Écho à Jacques
(Coup d’oeil sur le temps)
Merci pour ces vers si pertinents d’André Foubert
Mon Dieu d’entendre ces noms me renvoie bien loin dans le passé!
Nous étions de jeunes adultes au corps ferme aux traits harmonieux
Comme est intrigant le temps qui semble passer qui semble vieillir!
L’humain se lamente sur ses jours qui filent On le comprend le pauvre!
Il y a à peine quelques clignements d’yeux il était encore
Dans sa deuxième ou dans sa troisième décennie
Or voilà qu’il est déjà dans la huitième ou la neuvième!
Devenu plus vulnérable il peut à tout moment s’éteindre!

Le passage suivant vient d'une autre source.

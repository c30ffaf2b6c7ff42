use std::fmt;
use std::str::FromStr;
use thiserror::Error;

/// Completion status of an order directory (or any directory below it).
#[derive(Debug, Clone, Copy, PartialEq, Eq, Hash)]
pub enum Status {
    /// Work is outstanding or already dispatched to the machine
    Pending,
    /// Everything below the directory is finished and a ready date is known
    Ready,
    /// Nothing actionable was found; needs a human to look at it
    Other,
}

impl Status {
    /// Canonical text form, as written into completion markers
    pub fn as_str(&self) -> &'static str {
        match self {
            Status::Pending => "Pending",
            Status::Ready => "Ready",
            Status::Other => "Other",
        }
    }
}

impl fmt::Display for Status {
    fn fmt(&self, f: &mut fmt::Formatter<'_>) -> fmt::Result {
        f.write_str(self.as_str())
    }
}

/// Returned when a marker carries a status string we do not know.
#[derive(Error, Debug, Clone, PartialEq, Eq)]
#[error("unknown status '{0}'")]
pub struct UnknownStatus(pub String);

impl FromStr for Status {
    type Err = UnknownStatus;

    /// Accepts the canonical names and the Russian names used by markers
    /// written with older releases of the tool.
    fn from_str(s: &str) -> Result<Self, Self::Err> {
        match s {
            "Pending" | "Ожидает" => Ok(Status::Pending),
            "Ready" | "Готов" => Ok(Status::Ready),
            "Other" | "Иное" => Ok(Status::Other),
            other => Err(UnknownStatus(other.to_string())),
        }
    }
}

/// One node of the status tree produced by the resolver.
///
/// Nodes are built bottom-up and moved into their parent's `children`.
/// `date_ready` is only ever non-empty on `Ready` nodes; [`StatusNode::ready`]
/// is the only constructor that accepts a date.
#[derive(Debug, Clone, PartialEq, Eq)]
pub struct StatusNode {
    /// Directory base name (display only)
    pub item_name: String,
    pub status: Status,
    /// `YYYY-MM-DD`, or empty
    pub date_ready: String,
    /// Approximate nesting depth at which readiness was established
    pub level: u32,
    /// Child outcomes in directory-name order
    pub children: Vec<StatusNode>,
}

impl StatusNode {
    pub fn pending(item_name: impl Into<String>) -> Self {
        Self::bare(item_name, Status::Pending, String::new())
    }

    pub fn ready(item_name: impl Into<String>, date_ready: impl Into<String>) -> Self {
        Self::bare(item_name, Status::Ready, date_ready.into())
    }

    pub fn other(item_name: impl Into<String>) -> Self {
        Self::bare(item_name, Status::Other, String::new())
    }

    fn bare(item_name: impl Into<String>, status: Status, date_ready: String) -> Self {
        Self {
            item_name: item_name.into(),
            status,
            date_ready,
            level: 0,
            children: Vec::new(),
        }
    }

    pub fn with_level(mut self, level: u32) -> Self {
        self.level = level;
        self
    }

    pub fn with_children(mut self, children: Vec<StatusNode>) -> Self {
        self.children = children;
        self
    }

    pub fn is_ready(&self) -> bool {
        self.status == Status::Ready
    }

    /// `YYYY-MM` part of the ready date, if the node has one
    pub fn ready_month(&self) -> Option<&str> {
        crate::services::naming::month_of(&self.date_ready)
    }

    /// Highest `level` among the given nodes, 0 for an empty slice
    pub fn max_level(nodes: &[StatusNode]) -> u32 {
        nodes.iter().map(|n| n.level).max().unwrap_or(0)
    }
}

Il est à peine apparu au grand jour qu’il doit déjà disparaître!
Ah il est si bon d’être dans la vie! Or déjà on doit plier bagage!
Comme ce constat inévitable les désole lui et son entourage!
Ignorant la nature du temps il se sent tellement insignifiant
Quand il compare la durée de sa vie à l’âge de la terre ou de l’univers
Pour ma part je suis praticien de la lenteur
Lorsque je marche je m’arrête de temps en temps
Je m’arrête je me retourne Depuis une autre perspective
Je vois la réalité déjà visitée mais renouvelée étonnante
Je suis toujours surpris du paysage qui s’offre
Comme un cadeau à l’œil qui renonce à l’usuel
Je prends donc plaisir à regarder aussi en arrière
Par exemple au temps du film Palaver 4 au temps d’Expo 58
Au temps de ma première fugue quand j’avais à peine 4 ou 5 ans
Et je revois ma mère répudiée qui venait me voir en cachette
Quand je pense à cela quand je revisite ces temps-là
Quand je réentends les musiques entendues et chantées
Quand je revois les visages et les paysages de l’époque
Tout cela est très loin! Il y a vraiment très longtemps!
Quand je regarde mon itinéraire jusqu’à présent
Si touffu si complexe commencé au Congo Belge
Et qui ne représente pourtant qu’une fraction des événements vécus
Tout cela est très loin! Il y a vraiment très longtemps!
Pour le dire autrement j’ai cessé de me préoccuper du temps qui reste
Sachant qu’il est toujours abondant sachant que mon domaine intérieur
N’est mesurable ni en longueur ni en largeur ni en hauteur
Sachant qu’il n’est limité ni par l’espace ni par le temps
Quand je regarde le temps déjà vécu quand je rejoins mon enfance
J’apprends que le temps est une donnée absolument relative
Je me rends compte que je viens de l’éternité et y retourne
Je me réjouis d’avoir accès en tout temps à l’absence du temps
Quand je construis mon lukàsà je fais l’expérience étrange et exquise
De descendre au plus profond de moi là où gît le noyau adamantin
Que le suceur de sucre occidental au cœur pétrifié ne sut jamais détruire
Source de la force inébranlable de Muhammad Ali l’Indomptable
Cette zone intime n’est limitée ni par l’espace ni par le temps
Il suffit de la visiter pour se surprendre à nager et à voler
Libre de la pesanteur libre de toute crainte propres aux gens de la surface
Voilà un lieu fait d’énergie et de beauté où l’idée même de la mort est inconnue
4 Jacques et moi, nous avons joué dans le film d’Émile Degelin portant ce titre, en 1968.